* [Data to use]
━━━━━━━━

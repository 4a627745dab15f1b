//! Lifecycle management subsystem.
//!
//! # Data Flow
//! ```text
//! Signals (signals.rs):
//!     SIGTERM/SIGINT → Shutdown::trigger
//!
//! Shutdown (shutdown.rs):
//!     broadcast → server stops accepting and drains
//!               → rate-limit sweeper exits
//! ```

pub mod shutdown;
pub mod signals;

pub use shutdown::Shutdown;
pub use signals::{spawn_signal_listener, wait_for_shutdown_signal};
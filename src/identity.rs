//! User identity storage for the demonstration application.
//!
//! # Responsibilities
//! - Store users keyed by id, with lookup by external (OAuth) id and email
//! - Upsert users from identity-provider claims
//!
//! # Design Decisions
//! - Emails are compared case-insensitively
//! - Email uniqueness is enforced through an index entry, so concurrent
//!   registrations of one address cannot both succeed

use std::sync::Arc;
use std::time::{SystemTime, UNIX_EPOCH};

use async_trait::async_trait;
use dashmap::{mapref::entry::Entry, DashMap};
use serde::{Deserialize, Serialize};
use uuid::Uuid;

#[derive(Debug, thiserror::Error, PartialEq, Eq)]
pub enum IdentityError {
    #[error("A user with email '{0}' already exists")]
    EmailTaken(String),

    #[error("User {0} not found")]
    NotFound(Uuid),
}

#[derive(Debug, Clone, PartialEq, Eq, Serialize, Deserialize)]
pub struct User {
    pub id: Uuid,
    pub external_id: Option<String>,
    pub email: String,
    pub first_name: Option<String>,
    pub last_name: Option<String>,
    pub profile_image_url: Option<String>,
    /// Seconds since epoch.
    pub created_at: u64,
    pub updated_at: u64,
}

/// Fields supplied when creating a user.
#[derive(Debug, Clone, Default)]
pub struct NewUser {
    pub external_id: Option<String>,
    pub email: String,
    pub first_name: Option<String>,
    pub last_name: Option<String>,
    pub profile_image_url: Option<String>,
}

/// Claims from the identity provider's callback.
#[derive(Debug, Clone, Deserialize)]
pub struct OAuthClaims {
    pub sub: String,
    pub email: String,
    pub first_name: Option<String>,
    pub last_name: Option<String>,
    pub profile_image_url: Option<String>,
}

fn now_secs() -> u64 {
    SystemTime::now()
        .duration_since(UNIX_EPOCH)
        .unwrap_or_default()
        .as_secs()
}

fn email_key(email: &str) -> String {
    email.trim().to_ascii_lowercase()
}

#[async_trait]
pub trait UserStore: Send + Sync + std::fmt::Debug {
    async fn get_user_by_external_id(&self, external_id: &str) -> Option<User>;
    async fn get_user_by_email(&self, email: &str) -> Option<User>;
    async fn create_user(&self, user: NewUser) -> Result<User, IdentityError>;
    async fn update_user(&self, user: User) -> Result<User, IdentityError>;
}

/// In-memory `UserStore`.
#[derive(Debug, Clone, Default)]
pub struct MemoryUserStore {
    users: Arc<DashMap<Uuid, User>>,
    by_email: Arc<DashMap<String, Uuid>>,
    by_external_id: Arc<DashMap<String, Uuid>>,
}

impl MemoryUserStore {
    pub fn new() -> Self {
        Self::default()
    }

    pub fn len(&self) -> usize {
        self.users.len()
    }

    pub fn is_empty(&self) -> bool {
        self.users.is_empty()
    }

    fn lookup(&self, index: &DashMap<String, Uuid>, key: &str) -> Option<User> {
        let id = *index.get(key)?;
        self.users.get(&id).map(|user| user.clone())
    }
}

#[async_trait]
impl UserStore for MemoryUserStore {
    async fn get_user_by_external_id(&self, external_id: &str) -> Option<User> {
        self.lookup(&self.by_external_id, external_id)
    }

    async fn get_user_by_email(&self, email: &str) -> Option<User> {
        self.lookup(&self.by_email, &email_key(email))
    }

    async fn create_user(&self, new: NewUser) -> Result<User, IdentityError> {
        let id = Uuid::new_v4();
        match self.by_email.entry(email_key(&new.email)) {
            Entry::Occupied(_) => return Err(IdentityError::EmailTaken(new.email)),
            Entry::Vacant(slot) => {
                slot.insert(id);
            }
        }

        let now = now_secs();
        let user = User {
            id,
            external_id: new.external_id,
            email: new.email.trim().to_string(),
            first_name: new.first_name,
            last_name: new.last_name,
            profile_image_url: new.profile_image_url,
            created_at: now,
            updated_at: now,
        };
        if let Some(external_id) = &user.external_id {
            self.by_external_id.insert(external_id.clone(), id);
        }
        self.users.insert(id, user.clone());

        tracing::info!(user_id = %id, "User created");
        Ok(user)
    }

    async fn update_user(&self, mut user: User) -> Result<User, IdentityError> {
        let previous = self
            .users
            .get(&user.id)
            .map(|u| u.clone())
            .ok_or(IdentityError::NotFound(user.id))?;

        let old_email = email_key(&previous.email);
        let new_email = email_key(&user.email);
        if old_email != new_email {
            match self.by_email.entry(new_email) {
                Entry::Occupied(_) => return Err(IdentityError::EmailTaken(user.email)),
                Entry::Vacant(slot) => {
                    slot.insert(user.id);
                }
            }
            self.by_email.remove(&old_email);
        }

        if previous.external_id != user.external_id {
            if let Some(old) = &previous.external_id {
                self.by_external_id.remove(old);
            }
            if let Some(new) = &user.external_id {
                self.by_external_id.insert(new.clone(), user.id);
            }
        }

        user.created_at = previous.created_at;
        user.updated_at = now_secs();
        self.users.insert(user.id, user.clone());
        Ok(user)
    }
}

/// Find by external id, else link an existing account by email, else create.
pub async fn upsert_oauth_user(
    store: &dyn UserStore,
    claims: OAuthClaims,
) -> Result<User, IdentityError> {
    let existing = match store.get_user_by_external_id(&claims.sub).await {
        Some(user) => Some(user),
        None => {
            let linked = store.get_user_by_email(&claims.email).await;
            if let Some(user) = &linked {
                tracing::info!(user_id = %user.id, "Linking identity provider account by email");
            }
            linked
        }
    };

    match existing {
        Some(mut user) => {
            user.external_id = Some(claims.sub);
            user.email = claims.email;
            user.first_name = claims.first_name.or(user.first_name);
            user.last_name = claims.last_name.or(user.last_name);
            user.profile_image_url = claims.profile_image_url.or(user.profile_image_url);
            store.update_user(user).await
        }
        None => {
            store
                .create_user(NewUser {
                    external_id: Some(claims.sub),
                    email: claims.email,
                    first_name: claims.first_name,
                    last_name: claims.last_name,
                    profile_image_url: claims.profile_image_url,
                })
                .await
        }
    }
}
//! Plaintext-to-HTTPS redirection behind a TLS-terminating proxy.

use axum::{
    extract::{Request, State},
    http::{header, HeaderValue, StatusCode},
    middleware::Next,
    response::{IntoResponse, Response},
};

use crate::config::Environment;

/// Production only: answer `X-Forwarded-Proto: http` requests with a 301 to
/// the same host and path over HTTPS.
pub async fn redirect_to_https(
    State(environment): State<Environment>,
    request: Request,
    next: Next,
) -> Response {
    if !environment.is_production() {
        return next.run(request).await;
    }

    let plaintext = request
        .headers()
        .get("x-forwarded-proto")
        .and_then(|v| v.to_str().ok())
        .is_some_and(|proto| proto.trim().eq_ignore_ascii_case("http"));
    if !plaintext {
        return next.run(request).await;
    }

    let host = request
        .headers()
        .get(header::HOST)
        .and_then(|v| v.to_str().ok())
        .map(str::to_string)
        .or_else(|| request.uri().authority().map(|a| a.to_string()));
    let Some(host) = host else {
        return next.run(request).await;
    };

    let path_and_query = request
        .uri()
        .path_and_query()
        .map(|pq| pq.as_str())
        .unwrap_or("/");

    match HeaderValue::from_str(&format!("https://{host}{path_and_query}")) {
        Ok(location) => {
            tracing::debug!(location = ?location, "Redirecting to HTTPS");
            (StatusCode::MOVED_PERMANENTLY, [(header::LOCATION, location)]).into_response()
        }
        Err(_) => next.run(request).await,
    }
}

#[cfg(test)]
mod tests {
    use super::*;
    use axum::{body::Body, routing::get, Router};
    use tower::ServiceExt;

    fn app(environment: Environment) -> Router {
        Router::new()
            .route("/newsletter", get(|| async { "page" }))
            .layer(axum::middleware::from_fn_with_state(environment, redirect_to_https))
    }

    fn request(proto: Option<&str>) -> Request {
        let mut builder = Request::builder()
            .uri("/newsletter?issue=4")
            .header(header::HOST, "ledger.example");
        if let Some(proto) = proto {
            builder = builder.header("x-forwarded-proto", proto);
        }
        builder.body(Body::empty()).unwrap()
    }

    #[tokio::test]
    async fn test_production_redirects_plaintext() {
        let response = app(Environment::Production).oneshot(request(Some("http"))).await.unwrap();
        assert_eq!(response.status(), StatusCode::MOVED_PERMANENTLY);
        assert_eq!(
            response.headers()[header::LOCATION],
            "https://ledger.example/newsletter?issue=4"
        );
    }

    #[tokio::test]
    async fn test_production_passes_https_and_direct() {
        let app = app(Environment::Production);
        let forwarded = app.clone().oneshot(request(Some("https"))).await.unwrap();
        assert_eq!(forwarded.status(), StatusCode::OK);
        let direct = app.oneshot(request(None)).await.unwrap();
        assert_eq!(direct.status(), StatusCode::OK);
    }

    #[tokio::test]
    async fn test_development_never_redirects() {
        let response = app(Environment::Development).oneshot(request(Some("http"))).await.unwrap();
        assert_eq!(response.status(), StatusCode::OK);
    }
}
//! HTTP surface.
//!
//! # Data Flow
//! ```text
//! TCP connection (ConnectInfo<SocketAddr>)
//!     → pipeline.rs (security stages, in order)
//!     → routes.rs (application handlers)
//!         → validation.rs (validated JSON extraction)
//!     → error normalizer renders any failure
//! ```

pub mod pipeline;
pub mod routes;
pub mod server;
pub mod validation;

pub use pipeline::SecurityPipeline;
pub use routes::{router, AppState};
pub use server::HttpServer;
pub use validation::ValidatedJson;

━━━━━━━━

* [Aim of the task]
Only the lines above starting with the one with "self.users.insert(user.id, user.clone());" and going through the one with "let existing = match" are to be copied, word for word and with both ends kept.

* [Result]
        self.users.insert(user.id, user.clone());
        Ok(user)
    }
}

/// Find by external id, else link an existing account by email, else create.
pub async fn upsert_oauth_user(
    store: &dyn UserStore,
    claims: OAuthClaims,
) -> Result<User, IdentityError> {
    let existing = match store.get_user_by_external_id(&claims.sub).await {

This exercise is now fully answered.